Saint Martin

Geography
- Location: Caribbean
- Coordinates: 18°04′N 63°03′W﻿ / ﻿18.06°N 63.05°W
- Archipelago: Leeward Islands, Lesser Antilles, Antilles, West Indies
- Area: 88 km^{2} (34 sq mi)
- Highest elevation: 424 m (1391 ft)
- Highest point: Pic Paradis

Administration
- France
- Collectivity: Saint Martin
- Capital and largest settlement: Marigot (pop. 5,788)
- Area covered: 53 km^{2} (20 sq mi; 0%)
- Kingdom of the Netherlands
- Constituent country: Sint Maarten
- Capital: Philipsburg (pop. 1,900)
- Largest settlement: Lower Prince's Quarter (pop. 8,123)
- Area covered: 34 km^{2} (13 sq mi; 0%)

Demographics
- Demonym: Saint Martiner; Saint-Martinois (French); Sint Maartener (Dutch)
- Population: 73,777 (Jan. 2019)
- Pop. density: 847/km^{2} (2194/sq mi)
- Languages: Dutch; English; French; Saint Martin Creole and Virgin Islands Creole; Spanish; Puerto Rican Spanish; Haitian Creole French; Papiamento;
- Ethnic groups: Afro-Caribbean, French, Dutch, Virgin Islanders, Indian, Puerto Ricans, Latino, Chinese and mixed

Additional information
- Time zone: Atlantic Time Zone (UTC–4);

= Saint Martin (island) =

Small island in the Caribbean

Saint Martin (Note: Saint-Martin; Sint Maarten) is an island in Leeward Islands of the Lesser Antilles in the northeastern Caribbean, approximately 300 km east of Puerto Rico (United States). The 87 km2 island has been divided since 1648 roughly 60:40 between France (53 km2) and the Kingdom of the Netherlands (34 km2), but the Dutch part is more populated than the French. The northern French part comprises the Collectivity of Saint Martin and is an overseas collectivity of France. The southern Dutch part comprises Sint Maarten and is one of four constituent countries that form the Kingdom of the Netherlands.
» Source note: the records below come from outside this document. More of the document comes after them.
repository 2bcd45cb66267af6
//! Built-in demonstration checks registered by the console so `/validate`
//! exercises the whole pipeline.
//!
//! - [`CartQuantityCheck`] – caps units per line item by membership tier and
//!   auto-corrects oversized quantities down to the cap.
//! - [`SpendLimitCheck`] – rejects carts whose line total exceeds the tier's
//!   spend limit (or the user's own `budget`), escalating absurd totals.
//! - [`SearchContentCheck`] – rejects search queries containing blocked terms.
//! - [`SizeConfidenceCheck`] – flags low-confidence size predictions for
//!   shopper confirmation instead of presenting them as certain.

use std::sync::Arc;

use async_trait::async_trait;
use serde_json::Value;
use shepherd_kernel::{CheckError, GuardrailCheck, GuardrailEngine};
use shepherd_types::{AgentType, Severity, UserProfile, UserTier};

/// Register every demonstration check on `engine`.
pub fn register_demo_checks(engine: &GuardrailEngine) {
    engine.register_checks(
        AgentType::CartAgent,
        vec![
            Arc::new(CartQuantityCheck::default()),
            Arc::new(SpendLimitCheck::default()),
        ],
    );
    engine.register_checks(
        AgentType::SearchAgent,
        vec![Arc::new(SearchContentCheck::default())],
    );
    engine.register_checks(
        AgentType::SizePredictor,
        vec![Arc::new(SizeConfidenceCheck { min_confidence: 0.6 })],
    );
}

fn required_u64(payload: &Value, field: &str) -> Result<u64, CheckError> {
    payload
        .get(field)
        .and_then(Value::as_u64)
        .ok_or_else(|| CheckError::failed(format!("payload field '{field}' must be a non-negative integer")))
}

fn required_f64(payload: &Value, field: &str) -> Result<f64, CheckError> {
    payload
        .get(field)
        .and_then(Value::as_f64)
        .ok_or_else(|| CheckError::failed(format!("payload field '{field}' must be a number")))
}

// ────────────────────────────────────────────────────────────────────────────
// Cart
// ────────────────────────────────────────────────────────────────────────────

/// Maximum `quantity` per line item, by tier.
pub struct CartQuantityCheck {
    pub free: u64,
    pub premium: u64,
    pub vip: u64,
}

impl Default for CartQuantityCheck {
    fn default() -> Self {
        Self {
            free: 5,
            premium: 10,
            vip: 25,
        }
    }
}

impl CartQuantityCheck {
    fn cap(&self, tier: UserTier) -> u64 {
        match tier {
            UserTier::Free => self.free,
            UserTier::Premium => self.premium,
            UserTier::Vip => self.vip,
        }
    }
}

#[async_trait]
impl GuardrailCheck for CartQuantityCheck {
    fn name(&self) -> &str {
        "cart_quantity"
    }

    fn reason(&self) -> &str {
        "quantity exceeds the per-item limit for this membership tier"
    }

    fn severity(&self) -> Severity {
        Severity::Medium
    }

    async fn validate(&self, payload: &Value, user: &UserProfile) -> Result<bool, CheckError> {
        Ok(required_u64(payload, "quantity")? <= self.cap(user.tier))
    }

    fn supports_auto_correct(&self) -> bool {
        true
    }

    async fn auto_correct(&self, payload: &Value, user: &UserProfile) -> Result<Value, CheckError> {
        let mut corrected = payload.clone();
        let Some(fields) = corrected.as_object_mut() else {
            return Err(CheckError::failed("cart payload must be an object"));
        };
        fields.insert("quantity".to_string(), Value::from(self.cap(user.tier)));
        Ok(corrected)
    }
}

/// Line-total (`quantity * unitPrice`) limit, by tier.  A numeric `budget`
/// attribute on the user lowers the limit further.
pub struct SpendLimitCheck {
    pub free: f64,
    pub premium: f64,
    pub vip: f64,
    /// Totals beyond `limit * escalation_factor` are escalated, not rejected.
    pub escalation_factor: f64,
}

impl Default for SpendLimitCheck {
    fn default() -> Self {
        Self {
            free: 500.0,
            premium: 2_000.0,
            vip: 10_000.0,
            escalation_factor: 10.0,
        }
    }
}

impl SpendLimitCheck {
    fn limit(&self, user: &UserProfile) -> f64 {
        let tier_limit = match user.tier {
            UserTier::Free => self.free,
            UserTier::Premium => self.premium,
            UserTier::Vip => self.vip,
        };
        match user.attributes.get("budget").and_then(Value::as_f64) {
            Some(budget) => tier_limit.min(budget),
            None => tier_limit,
        }
    }
}

#[async_trait]
impl GuardrailCheck for SpendLimitCheck {
    fn name(&self) -> &str {
        "spend_limit"
    }

    fn reason(&self) -> &str {
        "line total exceeds the shopper's spend limit"
    }

    fn severity(&self) -> Severity {
        Severity::High
    }

    async fn validate(&self, payload: &Value, user: &UserProfile) -> Result<bool, CheckError> {
        let total = required_u64(payload, "quantity")? as f64 * required_f64(payload, "unitPrice")?;
        let limit = self.limit(user);
        if total > limit * self.escalation_factor {
            return Err(CheckError::escalated(format!(
                "line total {total:.2} is more than {}x the limit {limit:.2}",
                self.escalation_factor
            )));
        }
        Ok(total <= limit)
    }
}

// ────────────────────────────────────────────────────────────────────────────
// Search
// ────────────────────────────────────────────────────────────────────────────

/// Case-insensitive blocklist over the `query` field.
pub struct SearchContentCheck {
    pub blocked_terms: Vec<String>,
}

impl Default for SearchContentCheck {
    fn default() -> Self {
        Self {
            blocked_terms: ["counterfeit", "replica", "knockoff", "fake designer"]
                .into_iter()
                .map(String::from)
                .collect(),
        }
    }
}

#[async_trait]
impl GuardrailCheck for SearchContentCheck {
    fn name(&self) -> &str {
        "search_content"
    }

    fn reason(&self) -> &str {
        "search query contains blocked terms"
    }

    fn severity(&self) -> Severity {
        Severity::High
    }

    async fn validate(&self, payload: &Value, _user: &UserProfile) -> Result<bool, CheckError> {
        let query = payload
            .get("query")
            .and_then(Value::as_str)
            .ok_or_else(|| CheckError::failed("search payload has no 'query' string"))?
            .to_lowercase();
        Ok(!self.blocked_terms.iter().any(|term| query.contains(term.as_str())))
    }
}

// ────────────────────────────────────────────────────────────────────────────
// Size
// ────────────────────────────────────────────────────────────────────────────

pub struct SizeConfidenceCheck {
    pub min_confidence: f64,
}

#[async_trait]
impl GuardrailCheck for SizeConfidenceCheck {
    fn name(&self) -> &str {
        "size_confidence"
    }

    fn reason(&self) -> &str {
        "size prediction confidence is below the presentation threshold"
    }

    fn severity(&self) -> Severity {
        Severity::Low
    }

    async fn validate(&self, payload: &Value, _user: &UserProfile) -> Result<bool, CheckError> {
        Ok(required_f64(payload, "confidence")? >= self.min_confidence)
    }

    fn supports_auto_correct(&self) -> bool {
        true
    }

    async fn auto_correct(&self, payload: &Value, _user: &UserProfile) -> Result<Value, CheckError> {
        let mut corrected = payload.clone();
        let Some(fields) = corrected.as_object_mut() else {
            return Err(CheckError::failed("size payload must be an object"));
        };
        fields.insert("requiresConfirmation".to_string(), Value::Bool(true));
        Ok(corrected)
    }
}
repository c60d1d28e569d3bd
use friendbook::api;
use friendbook::logger::*;
use friendbook::server::*;
use friendbook::settings::*;
use std::fs;
use std::sync::Arc;
use tokio::signal;

#[tokio::main]
async fn main() -> anyhow::Result<()> {
    let cli = Cli::parse();

    let mut project_settings = parse_settings(cli.settings.as_deref())?;
    cli.apply(&mut project_settings);

    init_logger(&project_settings.log.to_config())?;
    info!(?project_settings);

    let address: std::net::SocketAddr = project_settings.http.address.parse()?;

    let server = Arc::new(Server::try_new(&project_settings).await?);
    let routes = api::filters(server.clone(), project_settings.http.error_status);

    let shutdown = async {
        if let Err(e) = signal::ctrl_c().await {
            error!("could not listen for SIGINT: {}", e);
        }
    };

    match (&project_settings.http.cert_path, &project_settings.http.key_path) {
        (Some(cert_path), Some(key_path)) => {
            if !fs::metadata(cert_path)?.is_file() {
                return Err(anyhow::anyhow!("TLS cert is not a regular file: {:?}", cert_path));
            }
            if !fs::metadata(key_path)?.is_file() {
                return Err(anyhow::anyhow!("TLS key is not a regular file: {:?}", key_path));
            }

            let (bound, serving) = warp::serve(routes)
                .tls()
                .cert_path(cert_path)
                .key_path(key_path)
                .bind_with_graceful_shutdown(address, shutdown);
            info!(%bound, "listening (https)");
            serving.await;
        }
        (None, None) => {
            let (bound, serving) =
                warp::serve(routes).try_bind_with_graceful_shutdown(address, shutdown)?;
            info!(%bound, "listening (http)");
            serving.await;
        }
        _ => {
            return Err(anyhow::anyhow!(
                "http.cert_path and http.key_path must be set together"
            ));
        }
    }

    let shutdown_timeout = std::time::Duration::from_secs(30);
    match tokio::time::timeout(shutdown_timeout, server.shutdown()).await {
        Ok(_) => info!("server shutdown successfully"),
        Err(_) => error!("server shutdown timed out"),
    }

    Ok(())
}
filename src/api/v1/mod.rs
mod error;
mod handler;
mod request;
mod router;

pub use error::{ApiErrorCode, recover_error};
pub use router::routes;
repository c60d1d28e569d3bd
// repo

mod user_repo;

pub use user_repo::*;
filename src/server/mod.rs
mod server;

pub use server::*;
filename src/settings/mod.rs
mod cli;
pub use clap::Parser;
pub use cli::*;

mod settings;
pub use settings::*;
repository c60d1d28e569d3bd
pub mod api;
pub mod logger;
pub mod settings;

pub mod server;

pub mod application_impl;
pub mod application_port;
pub mod domain_model;
pub mod domain_port;
pub mod infra_memory;
pub mod infra_postgres;
use super::error::*;
use super::request::*;
use crate::application_port::*;
use crate::domain_model::*;
use crate::logger::*;
use serde::Serialize;
use std::sync::Arc;
use warp::http::StatusCode;
use warp::{self, reject};

#[derive(Debug, Serialize)]
pub struct ApiResponse<T> {
    pub success: bool,
    pub data: Option<T>,
    pub error: Option<ApiError>,
}

impl<T: Serialize> ApiResponse<T> {
    pub fn ok(data: T) -> Self {
        ApiResponse {
            success: true,
            data: Some(data),
            error: None,
        }
    }

    pub fn err(code: ApiErrorCode, message: impl Into<String>) -> Self {
        ApiResponse {
            success: false,
            data: None,
            error: Some(ApiError {
                code,
                message: message.into(),
            }),
        }
    }
}

#[derive(Debug, Serialize)]
struct FriendErrorView {
    friend_id: UserId,
    code: ApiErrorCode,
    message: String,
}

#[derive(Debug, Serialize)]
struct CreateUserResponse {
    id: UserId,
    linked: Vec<UserId>,
    friend_errors: Vec<FriendErrorView>,
}

impl From<UserCreated> for CreateUserResponse {
    fn from(created: UserCreated) -> Self {
        let friend_errors = created
            .failed
            .into_iter()
            .map(|failure| FriendErrorView {
                friend_id: failure.friend_id,
                code: ApiErrorCode::from(failure.error.kind()),
                message: failure.error.to_string(),
            })
            .collect();

        CreateUserResponse {
            id: created.id,
            linked: created.linked,
            friend_errors,
        }
    }
}

pub async fn create_user(
    body: CreateUserRequest,
    user_service: Arc<dyn UserService>,
) -> Result<impl warp::Reply, warp::Rejection> {
    debug!("inside create_user");

    let new_user = body
        .into_new_user()
        .map_err(ApiRejection::from)
        .map_err(reject::custom)?;

    let created = user_service
        .create_user(new_user)
        .await
        .map_err(ApiRejection::from)
        .map_err(reject::custom)?;

    let response = ApiResponse::ok(CreateUserResponse::from(created));
    Ok(warp::reply::with_status(
        warp::reply::json(&response),
        StatusCode::CREATED,
    ))
}

pub async fn befriend(
    body: BefriendRequest,
    user_service: Arc<dyn UserService>,
) -> Result<impl warp::Reply, warp::Rejection> {
    debug!("inside befriend");

    let request = body
        .to_friend_request()
        .map_err(ApiRejection::from)
        .map_err(reject::custom)?;

    user_service
        .befriend(request)
        .await
        .map_err(ApiRejection::from)
        .map_err(reject::custom)?;

    let message = format!(
        "{} and {} are now friends",
        request.source_id, request.target_id
    );
    Ok(warp::reply::json(&ApiResponse::ok(message)))
}

pub async fn delete_user(
    body: DeleteUserRequest,
    user_service: Arc<dyn UserService>,
) -> Result<impl warp::Reply, warp::Rejection> {
    debug!("inside delete_user");

    let user_id = body
        .target_id
        .parse_id("target_id")
        .map_err(ApiRejection::from)
        .map_err(reject::custom)?;

    let name = user_service
        .delete_user(user_id)
        .await
        .map_err(ApiRejection::from)
        .map_err(reject::custom)?;

    Ok(warp::reply::json(&ApiResponse::ok(name)))
}

#[derive(Debug, Serialize)]
struct FriendsResponse {
    friends: Vec<User>,
}

pub async fn list_friends(
    user_id: UserId,
    user_service: Arc<dyn UserService>,
) -> Result<impl warp::Reply, warp::Rejection> {
    debug!("inside list_friends");

    let friends = user_service
        .list_friends(user_id)
        .await
        .map_err(ApiRejection::from)
        .map_err(reject::custom)?;

    Ok(warp::reply::json(&ApiResponse::ok(FriendsResponse {
        friends,
    })))
}

pub async fn update_age(
    user_id: UserId,
    body: UpdateAgeRequest,
    user_service: Arc<dyn UserService>,
) -> Result<impl warp::Reply, warp::Rejection> {
    debug!("inside update_age");

    let age = body
        .new_age
        .parse("new_age")
        .map_err(ApiRejection::from)
        .map_err(reject::custom)?;
    let update = AgeUpdate { user_id, age };

    user_service
        .update_age(update)
        .await
        .map_err(ApiRejection::from)
        .map_err(reject::custom)?;

    Ok(warp::reply::json(&ApiResponse::ok("user age updated")))
}

pub async fn get_user(
    user_id: UserId,
    user_service: Arc<dyn UserService>,
) -> Result<impl warp::Reply, warp::Rejection> {
    debug!("inside get_user");

    let user = user_service
        .get_user(user_id)
        .await
        .map_err(ApiRejection::from)
        .map_err(reject::custom)?;

    Ok(warp::reply::json(&ApiResponse::ok(user)))
}
use crate::api::v1::handler::ApiResponse;
use crate::application_port::*;
use crate::settings::ErrorStatusPolicy;
use serde::Serialize;
use std::convert::Infallible;
use tracing::warn;
use warp::filters::body::BodyDeserializeError;
use warp::http::StatusCode;
use warp::{Rejection, reject};

pub async fn recover_error(
    err: Rejection,
    policy: ErrorStatusPolicy,
) -> Result<impl warp::Reply, Infallible> {
    let (code, message) = if let Some(rejection) = err.find::<ApiRejection>() {
        (rejection.code, rejection.message.clone())
    } else if let Some(e) = err.find::<BodyDeserializeError>() {
        (ApiErrorCode::InvalidRequest, e.to_string())
    } else if err.is_not_found() {
        (ApiErrorCode::RouteNotFound, "no such route".to_string())
    } else if err.find::<reject::MethodNotAllowed>().is_some() {
        (ApiErrorCode::MethodNotAllowed, "method not allowed".to_string())
    } else if let Some(e) = err.find::<reject::UnsupportedMediaType>() {
        (ApiErrorCode::InvalidRequest, e.to_string())
    } else {
        warn!("Unhandled rejection: {:?}", err);
        (ApiErrorCode::InternalError, format!("Unhandled error: {:?}", err))
    };

    let status = code.status(policy);
    let json = warp::reply::json(&ApiResponse::<()>::err(code, message));
    Ok(warp::reply::with_status(json, status))
}

#[derive(Debug, Serialize)]
pub struct ApiError {
    pub code: ApiErrorCode,
    pub message: String,
}

#[derive(Debug, Clone, Copy, PartialEq, Eq, Serialize)]
pub enum ApiErrorCode {
    InvalidRequest,
    NotFound,
    Conflict,
    RouteNotFound,
    MethodNotAllowed,
    InternalError,
}

impl ApiErrorCode {
    pub fn status(self, policy: ErrorStatusPolicy) -> StatusCode {
        match (self, policy) {
            // routing problems never reach the service, keep them honest
            (ApiErrorCode::RouteNotFound, _) => StatusCode::NOT_FOUND,
            (ApiErrorCode::MethodNotAllowed, _) => StatusCode::METHOD_NOT_ALLOWED,
            (_, ErrorStatusPolicy::Flat) => StatusCode::INTERNAL_SERVER_ERROR,
            (ApiErrorCode::InvalidRequest, _) => StatusCode::BAD_REQUEST,
            (ApiErrorCode::NotFound, _) => StatusCode::NOT_FOUND,
            (ApiErrorCode::Conflict, _) => StatusCode::CONFLICT,
            (ApiErrorCode::InternalError, _) => StatusCode::INTERNAL_SERVER_ERROR,
        }
    }
}

impl From<ErrorKind> for ApiErrorCode {
    fn from(kind: ErrorKind) -> Self {
        match kind {
            ErrorKind::Validation => ApiErrorCode::InvalidRequest,
            ErrorKind::NotFound => ApiErrorCode::NotFound,
            ErrorKind::Conflict => ApiErrorCode::Conflict,
            ErrorKind::Persistence => ApiErrorCode::InternalError,
        }
    }
}

/// Rejection carrying the service error's code and full message.
#[derive(Debug)]
pub struct ApiRejection {
    pub code: ApiErrorCode,
    pub message: String,
}

impl reject::Reject for ApiRejection {}

impl From<UserError> for ApiRejection {
    fn from(error: UserError) -> Self {
        let code = ApiErrorCode::from(error.kind());
        if code == ApiErrorCode::InternalError {
            warn!("Internal error: {}", error);
        }
        ApiRejection {
            code,
            message: error.to_string(),
        }
    }
}

#[cfg(test)]
mod tests {
    use super::*;

    #[test]
    fn flat_policy_collapses_service_errors_only() {
        let flat = ErrorStatusPolicy::Flat;
        assert_eq!(
            ApiErrorCode::Conflict.status(flat),
            StatusCode::INTERNAL_SERVER_ERROR
        );
        assert_eq!(
            ApiErrorCode::InvalidRequest.status(flat),
            StatusCode::INTERNAL_SERVER_ERROR
        );
        assert_eq!(
            ApiErrorCode::RouteNotFound.status(flat),
            StatusCode::NOT_FOUND
        );
    }

    #[test]
    fn refined_policy_follows_error_kind() {
        let refined = ErrorStatusPolicy::Refined;
        let status = |e: UserError| ApiRejection::from(e).code.status(refined);

        assert_eq!(
            status(UserError::SelfFriendship(crate::domain_model::UserId(1))),
            StatusCode::BAD_REQUEST
        );
        assert_eq!(
            status(UserError::UserNotFound(crate::domain_model::UserId(1))),
            StatusCode::NOT_FOUND
        );
        assert_eq!(
            status(UserError::Store("down".to_string())),
            StatusCode::INTERNAL_SERVER_ERROR
        );
    }
}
Even though the island is an overseas possession of two European Union member states, only the French part of the island is part of the EU.

On 1 January 2019, the population of the whole island was 73,777 inhabitants, with 41,177 living on the Dutch side and 32,489 on the French side. The figure for the French side is based on censuses that took place after the devastation of Hurricane Irma in September 2017, whereas the figure for the Dutch side is only a post-censal estimate still based on the 2011 census. The first census since Hurricane Irma on the Dutch side of the island took place in October 2022. The population of the island on 1 January 2017, before Hurricane Irma, was 75,869 (40,535 on the Dutch side, 35,334 on the French side).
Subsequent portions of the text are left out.